• WHAT THIS TASK INVOLVES: Begin at the top of the listing below. Write each line out exactly, ending with the line that holds "#[derive(Debug, Clone, Copy, PartialEq, Eq, Default, Serialize)]".
______________________________
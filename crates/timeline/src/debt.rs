//! Debt scheduler: pending repayment obligations created when Act2 ends.
//!
//! Each debt carries the Act2 ("past") recording and the pose where the
//! puzzle began. Every tick all due-timers count down independently. The
//! nearest one drives an observational warning once it is under
//! `debt_warning_threshold`, and any debt reaching zero forces the machine
//! into Act3 to replay it.
//!
//! Warning levels:
//!
//! - **Calm**: nothing due soon (or no debts)
//! - **Warning**: nearest debt under the threshold
//! - **Overdue**: nearest debt at or below zero, waiting for its interrupt

use std::collections::VecDeque;

use serde::Serialize;

use crate::pose::Pose;
use crate::trajectory::Trajectory;

/// Stable identifier of a debt for its whole lifetime.
pub type DebtId = u64;

#[derive(Debug, Clone, PartialEq)]
pub struct DebtRecord {
    pub id: DebtId,
    /// Seconds until the debt forces a repayment.
    pub due: f32,
    /// Act1 start pose of the puzzle that created the debt.
    pub origin: Pose,
    /// The Act2 recording the repayment ghost will replay.
    pub trajectory: Trajectory,
}

impl DebtRecord {
    pub fn is_expired(&self) -> bool {
        self.due <= 0.0
    }
}

#[derive(Debug, Clone, Copy, PartialEq, Eq, Default, Serialize)]
pub enum DebtUrgency {
    #[default]
    Calm,
    Warning,
    Overdue,
}

impl DebtUrgency {
    pub fn from_due(due: Option<f32>, warning_threshold: f32) -> Self {
        match due {
            None => DebtUrgency::Calm,
            Some(d) if d <= 0.0 => DebtUrgency::Overdue,
            Some(d) if d < warning_threshold => DebtUrgency::Warning,
            Some(_) => DebtUrgency::Calm,
        }
    }
}

/// FIFO queue of debts, ordered by creation.
#[derive(Debug, Clone, Default)]
pub struct DebtScheduler {
    records: VecDeque<DebtRecord>,
    next_id: DebtId,
    /// Debt currently being repaid; excluded from expiry selection.
    in_repayment: Option<DebtId>,
}

impl DebtScheduler {
    /// Enqueue a new obligation and return its id.
    pub fn push(&mut self, due: f32, origin: Pose, trajectory: Trajectory) -> DebtId {
        let id = self.next_id;
        self.next_id += 1;
        self.records.push_back(DebtRecord {
            id,
            due,
            origin,
            trajectory,
        });
        id
    }

    /// Count every due-timer down by `dt`.
    pub fn tick(&mut self, dt: f32) {
        for record in self.records.iter_mut() {
            record.due -= dt;
        }
    }

    /// The expired debt with the smallest due-time (oldest first on ties),
    /// excluding the one already being repaid.
    pub fn expired_earliest(&self) -> Option<&DebtRecord> {
        self.records
            .iter()
            .filter(|r| r.is_expired() && Some(r.id) != self.in_repayment)
            .fold(None, |best: Option<&DebtRecord>, r| match best {
                Some(b) if b.due <= r.due => Some(b),
                _ => Some(r),
            })
    }

    /// Smallest due-time among debts not currently being repaid.
    pub fn nearest_due(&self) -> Option<f32> {
        self.records
            .iter()
            .filter(|r| Some(r.id) != self.in_repayment)
            .map(|r| r.due)
            .reduce(f32::min)
    }

    pub fn urgency(&self, warning_threshold: f32) -> DebtUrgency {
        DebtUrgency::from_due(self.nearest_due(), warning_threshold)
    }

    pub fn mark_in_repayment(&mut self, id: DebtId) {
        self.in_repayment = Some(id);
    }

    pub fn in_repayment(&self) -> Option<DebtId> {
        self.in_repayment
    }

    pub fn get(&self, id: DebtId) -> Option<&DebtRecord> {
        self.records.iter().find(|r| r.id == id)
    }

    /// Remove a settled debt. Clears the repayment mark if it was this one.
    pub fn remove(&mut self, id: DebtId) -> Option<DebtRecord> {
        if self.in_repayment == Some(id) {
            self.in_repayment = None;
        }
        let index = self.records.iter().position(|r| r.id == id)?;
        self.records.remove(index)
    }

    pub fn clear(&mut self) {
        self.records.clear();
        self.in_repayment = None;
    }

    /// Replace the queue wholesale (checkpoint restore).
    pub fn replace(&mut self, records: Vec<DebtRecord>, next_id: DebtId) {
        let floor = records.iter().map(|r| r.id + 1).max().unwrap_or(0);
        self.records = records.into();
        self.next_id = next_id.max(floor);
        self.in_repayment = None;
    }

    pub fn next_id(&self) -> DebtId {
        self.next_id
    }

    pub fn len(&self) -> usize {
        self.records.len()
    }

    pub fn is_empty(&self) -> bool {
        self.records.is_empty()
    }

    pub fn iter(&self) -> impl Iterator<Item = &DebtRecord> {
        self.records.iter()
    }
}

#[cfg(test)]
mod tests {
    use bevy::prelude::*;

    use super::*;

    fn path() -> Trajectory {
        vec![Pose::at(Vec3::ZERO), Pose::at(Vec3::X)].into()
    }

    #[test]
    fn test_urgency_from_due() {
        assert_eq!(DebtUrgency::from_due(None, 5.0), DebtUrgency::Calm);
        assert_eq!(DebtUrgency::from_due(Some(10.0), 5.0), DebtUrgency::Calm);
        assert_eq!(DebtUrgency::from_due(Some(5.0), 5.0), DebtUrgency::Calm);
        assert_eq!(DebtUrgency::from_due(Some(4.9), 5.0), DebtUrgency::Warning);
        assert_eq!(DebtUrgency::from_due(Some(0.0), 5.0), DebtUrgency::Overdue);
        assert_eq!(DebtUrgency::from_due(Some(-1.0), 5.0), DebtUrgency::Overdue);
    }

    #[test]
    fn test_every_record_decrements() {
        let mut debts = DebtScheduler::default();
        debts.push(10.0, Pose::IDENTITY, path());
        debts.push(3.0, Pose::IDENTITY, path());
        debts.tick(0.5);
        let dues: Vec<f32> = debts.iter().map(|r| r.due).collect();
        assert_eq!(dues, vec![9.5, 2.5]);
        assert_eq!(debts.nearest_due(), Some(2.5));
    }

    #[test]
    fn test_expired_earliest_prefers_smallest_due_then_fifo() {
        let mut debts = DebtScheduler::default();
        let a = debts.push(0.5, Pose::IDENTITY, path());
        let b = debts.push(0.25, Pose::IDENTITY, path());
        let c = debts.push(0.25, Pose::IDENTITY, path());
        assert!(debts.expired_earliest().is_none());

        debts.tick(1.0);
        assert_eq!(debts.expired_earliest().map(|r| r.id), Some(b));

        debts.mark_in_repayment(b);
        assert_eq!(debts.expired_earliest().map(|r| r.id), Some(c));

        debts.remove(b);
        debts.remove(c);
        assert_eq!(debts.in_repayment(), None);
        assert_eq!(debts.expired_earliest().map(|r| r.id), Some(a));
    }

    #[test]
    fn test_remove_unknown_is_none() {
        let mut debts = DebtScheduler::default();
        debts.push(1.0, Pose::IDENTITY, path());
        assert!(debts.remove(42).is_none());
        assert_eq!(debts.len(), 1);
    }

    #[test]
    fn test_replace_keeps_ids_unique() {
        let mut debts = DebtScheduler::default();
        let restored = DebtRecord {
            id: 9,
            due: 4.0,
            origin: Pose::IDENTITY,
            trajectory: path(),
        };
        debts.replace(vec![restored], 3);
        assert_eq!(debts.next_id(), 10);
        let fresh = debts.push(1.0, Pose::IDENTITY, path());
        assert_eq!(fresh, 10);
    }
}
//! Scripted stand-in for a human player.
//!
//! Each fixed tick the walker looks at the timeline telemetry from the
//! previous tick and decides what to press and how to move: trigger when
//! idle and debt-free, walk forward while projecting, stand still otherwise.

use bevy::prelude::*;

use timeline::{Act, LoopTelemetry};

#[derive(Debug, Default, Clone, Copy, PartialEq)]
pub struct Decision {
    pub trigger: bool,
    pub velocity: Vec3,
    /// Close a door across the path the next repayment ghost will take.
    pub close_door: bool,
}

#[derive(Debug)]
pub struct ScriptedWalker {
    loops: u32,
    started: u32,
    speed: f32,
    close_doors: bool,
    last_act: Act,
}

impl ScriptedWalker {
    pub fn new(loops: u32, speed: f32, close_doors: bool) -> Self {
        Self {
            loops,
            started: 0,
            speed,
            close_doors,
            last_act: Act::Idle,
        }
    }

    pub fn decide(&mut self, telemetry: &LoopTelemetry) -> Decision {
        let mut decision = Decision::default();
        match telemetry.act {
            Act::Idle => {
                decision.close_door = self.close_doors && self.last_act == Act::Act2;
                if telemetry.pending_debts == 0 && self.started < self.loops {
                    decision.trigger = true;
                    self.started += 1;
                }
            }
            Act::Act1 | Act::Act2 => decision.velocity = Vec3::NEG_Z * self.speed,
            Act::Act3 => {}
        }
        self.last_act = telemetry.act;
        decision
    }

    /// All loops played and repaid, or the session broke.
    pub fn is_done(&self, telemetry: &LoopTelemetry) -> bool {
        telemetry.frozen
            || (self.started >= self.loops
                && telemetry.act == Act::Idle
                && telemetry.pending_debts == 0)
    }
}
______________________________
• ANSWER TO THE PROBLEM:
filename crates/timeline/src/debt.rs
//! Debt scheduler: pending repayment obligations created when Act2 ends.
//!
//! Each debt carries the Act2 ("past") recording and the pose where the
//! puzzle began. Every tick all due-timers count down independently. The
//! nearest one drives an observational warning once it is under
//! `debt_warning_threshold`, and any debt reaching zero forces the machine
//! into Act3 to replay it.
//!
//! Warning levels:
//!
//! - **Calm**: nothing due soon (or no debts)
//! - **Warning**: nearest debt under the threshold
//! - **Overdue**: nearest debt at or below zero, waiting for its interrupt

use std::collections::VecDeque;

use serde::Serialize;

use crate::pose::Pose;
use crate::trajectory::Trajectory;

/// Stable identifier of a debt for its whole lifetime.
pub type DebtId = u64;

#[derive(Debug, Clone, PartialEq)]
pub struct DebtRecord {
    pub id: DebtId,
    /// Seconds until the debt forces a repayment.
    pub due: f32,
    /// Act1 start pose of the puzzle that created the debt.
    pub origin: Pose,
    /// The Act2 recording the repayment ghost will replay.
    pub trajectory: Trajectory,
}

impl DebtRecord {
    pub fn is_expired(&self) -> bool {
        self.due <= 0.0
    }
}

#[derive(Debug, Clone, Copy, PartialEq, Eq, Default, Serialize)]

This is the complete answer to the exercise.